> **EXERCISE GOAL**: Begin with the first line of the entries below. Copy each line exactly, stopping after the one that contains "a scope and".

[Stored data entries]
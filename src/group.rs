//! Commit grouping and deduplication.
//!
//! A single left-to-right pass over the normalized stream. Commits merge into
//! an existing group when their refs intersect, or when they share a scope and
//! their summaries overlap enough. First-occurrence order is preserved and
//! every commit lands in exactly one group.

use std::collections::HashMap;

use crate::{
   config::HeuristicTables,
   types::{Category, CommitGroup, NormalizedCommit},
};

/// Case-insensitive token-set overlap ratio (Jaccard) between two summaries.
pub fn summary_similarity(a: &str, b: &str) -> f32 {
   let tokens = |s: &str| -> std::collections::BTreeSet<String> {
      s.to_lowercase()
         .split(|c: char| !c.is_alphanumeric())
         .filter(|w| !w.is_empty())
         .map(ToString::to_string)
         .collect()
   };

   let left = tokens(a);
   let right = tokens(b);

   if left.is_empty() && right.is_empty() {
      return 1.0;
   }

   let intersection = left.intersection(&right).count();
   let union = left.union(&right).count();
   intersection as f32 / union as f32
}

/// True for chore/style commits whose summary matches the configured
/// trivial-pattern list.
pub fn is_trivial(commit: &NormalizedCommit, tables: &HeuristicTables) -> bool {
   if !matches!(commit.category, Category::Chore | Category::Style) {
      return false;
   }

   let summary = commit.summary.to_lowercase();
   tables
      .trivial_patterns
      .iter()
      .any(|pattern| summary.contains(&pattern.to_lowercase()))
}

/// Drop trivial commits from the stream.
///
/// Zero-content guard: if the filter would remove everything, the stream is
/// returned unfiltered so the run still has something to report.
fn filter_trivial(commits: Vec<NormalizedCommit>, tables: &HeuristicTables) -> Vec<NormalizedCommit> {
   let kept: Vec<NormalizedCommit> = commits
      .iter()
      .filter(|c| !is_trivial(c, tables))
      .cloned()
      .collect();

   if kept.is_empty() && !commits.is_empty() {
      return commits;
   }
   kept
}

/// Group the ordered normalized stream into ordered [`CommitGroup`]s.
///
/// O(n) on the happy path via a running `(scope, refs)` index; pairwise
/// summary comparison only happens between commits sharing a scope.
pub fn group_commits(
   commits: Vec<NormalizedCommit>,
   tables: &HeuristicTables,
   similarity_cutoff: f32,
) -> Vec<CommitGroup> {
   let commits = filter_trivial(commits, tables);

   let mut groups: Vec<CommitGroup> = Vec::new();
   let mut ref_index: HashMap<String, usize> = HashMap::new();
   let mut scope_index: HashMap<String, Vec<usize>> = HashMap::new();

   for commit in commits {
      // (a) shared refs join the earliest group that claimed one of them
      let mut target = commit
         .refs
         .iter()
         .find_map(|r| ref_index.get(r).copied());

      // (b) same scope + similar summary
      if target.is_none()
         && let Some(scope) = &commit.scope
         && let Some(candidates) = scope_index.get(scope)
      {
         target = candidates.iter().copied().find(|&idx| {
            summary_similarity(&groups[idx].representative().summary, &commit.summary)
               >= similarity_cutoff
         });
      }

      let idx = match target {
         Some(idx) => {
            groups[idx].members.push(commit.clone());
            idx
         },
         None => {
            let idx = groups.len();
            if let Some(scope) = &commit.scope {
               scope_index.entry(scope.clone()).or_default().push(idx);
            }
            groups.push(CommitGroup::new(commit.clone()));
            idx
         },
      };

      // Claim this commit's refs for the group it landed in (first claim wins)
      for r in &commit.refs {
         ref_index.entry(r.clone()).or_insert(idx);
      }
   }

   groups
}

#[cfg(test)]
mod tests {
   use std::collections::BTreeSet;

   use super::*;

   fn tables() -> HeuristicTables {
      HeuristicTables::default()
   }

   fn commit(
      index: usize,
      category: Category,
      scope: Option<&str>,
      summary: &str,
      refs: &[&str],
   ) -> NormalizedCommit {
      NormalizedCommit {
         category,
         is_breaking: false,
         scope: scope.map(ToString::to_string),
         summary: summary.to_string(),
         refs: refs.iter().map(ToString::to_string).collect::<BTreeSet<_>>(),
         source_index: index,
      }
   }

   #[test]
   fn test_summary_similarity_identical() {
      assert_eq!(summary_similarity("fixed the parser", "fixed the parser"), 1.0);
   }

   #[test]
   fn test_summary_similarity_disjoint() {
      assert_eq!(summary_similarity("alpha beta", "gamma delta"), 0.0);
   }

   #[test]
   fn test_summary_similarity_case_insensitive() {
      assert_eq!(summary_similarity("Fixed Parser", "fixed parser"), 1.0);
   }

   #[test]
   fn test_group_by_shared_refs() {
      let commits = vec![
         commit(0, Category::Fix, None, "fixed login crash", &["#12"]),
         commit(1, Category::Feature, None, "unrelated feature", &[]),
         commit(2, Category::Fix, None, "follow-up for login crash", &["#12"]),
      ];
      let groups = group_commits(commits, &tables(), 0.6);
      assert_eq!(groups.len(), 2);
      assert_eq!(groups[0].members.len(), 2);
      assert_eq!(groups[0].members[1].source_index, 2);
   }

   #[test]
   fn test_group_by_scope_and_similarity() {
      let commits = vec![
         commit(0, Category::Fix, Some("auth"), "fixed token refresh logic", &[]),
         commit(1, Category::Fix, Some("auth"), "fixed token refresh logic again", &[]),
         commit(2, Category::Fix, Some("auth"), "completely different topic here", &[]),
      ];
      let groups = group_commits(commits, &tables(), 0.6);
      assert_eq!(groups.len(), 2);
      assert_eq!(groups[0].members.len(), 2);
   }

   #[test]
   fn test_no_grouping_without_scope_or_refs() {
      let commits = vec![
         commit(0, Category::Fix, None, "fixed token refresh logic", &[]),
         commit(1, Category::Fix, None, "fixed token refresh logic again", &[]),
      ];
      let groups = group_commits(commits, &tables(), 0.6);
      assert_eq!(groups.len(), 2);
   }

   #[test]
   fn test_first_occurrence_order_preserved() {
      let commits = vec![
         commit(0, Category::Chore, Some("deps"), "upgraded serde crate version", &[]),
         commit(1, Category::Feature, None, "added export command", &[]),
         commit(2, Category::Chore, Some("deps"), "upgraded serde crate version again", &[]),
      ];
      let groups = group_commits(commits, &tables(), 0.6);
      assert_eq!(groups.len(), 2);
      assert_eq!(groups[0].representative().source_index, 0);
      assert_eq!(groups[1].representative().source_index, 1);
   }

   #[test]
   fn test_every_commit_in_exactly_one_group() {
      let commits: Vec<NormalizedCommit> = (0..20)
         .map(|i| {
            commit(
               i,
               if i % 2 == 0 { Category::Fix } else { Category::Feature },
               if i % 3 == 0 { Some("core") } else { None },
               &format!("change number {i}"),
               &[],
            )
         })
         .collect();
      let groups = group_commits(commits, &tables(), 0.6);

      let mut seen: Vec<usize> = groups
         .iter()
         .flat_map(|g| g.members.iter().map(|m| m.source_index))
         .collect();
      seen.sort_unstable();
      assert_eq!(seen, (0..20).collect::<Vec<_>>());
   }

   #[test]
   fn test_grouping_is_idempotent() {
      let commits = vec![
         commit(0, Category::Fix, Some("auth"), "fixed token refresh logic", &["#5"]),
         commit(1, Category::Fix, Some("auth"), "fixed token refresh logic more", &["#5"]),
         commit(2, Category::Feature, Some("cli"), "added verbose flag", &[]),
      ];
      let first = group_commits(commits, &tables(), 0.6);

      // Re-run on the representatives of the first pass
      let representatives: Vec<NormalizedCommit> =
         first.iter().map(|g| g.representative().clone()).collect();
      let second = group_commits(representatives.clone(), &tables(), 0.6);

      assert_eq!(second.len(), first.len());
      for (group, representative) in second.iter().zip(&representatives) {
         assert_eq!(group.members.len(), 1);
         assert_eq!(group.representative(), representative);
      }
   }

   #[test]
   fn test_trivial_commits_dropped() {
      let commits = vec![
         commit(0, Category::Feature, None, "added export command", &[]),
         commit(1, Category::Chore, None, "fix typo in comment", &[]),
         commit(2, Category::Style, None, "whitespace cleanup", &[]),
      ];
      let groups = group_commits(commits, &tables(), 0.6);
      assert_eq!(groups.len(), 1);
      assert_eq!(groups[0].representative().source_index, 0);
   }

   #[test]
   fn test_trivial_filter_spares_fix_category() {
      // "typo" in the summary but category is Fix: not trivial
      let commits = vec![commit(0, Category::Fix, None, "fix typo breaking url parsing", &[])];
      let groups = group_commits(commits, &tables(), 0.6);
      assert_eq!(groups.len(), 1);
   }

   #[test]
   fn test_zero_content_guard_keeps_all_trivial_stream() {
      let commits = vec![
         commit(0, Category::Chore, None, "fix typo", &[]),
         commit(1, Category::Style, None, "formatting pass", &[]),
      ];
      let groups = group_commits(commits, &tables(), 0.6);
      // Filtering everything away would yield a zero-content changelog
      assert_eq!(groups.len(), 2);
   }
}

> **REPLY TO THE EXERCISE**:
filename src/group.rs
//! Commit grouping and deduplication.
//!
//! A single left-to-right pass over the normalized stream. Commits merge into
//! an existing group when their refs intersect, or when they share a scope and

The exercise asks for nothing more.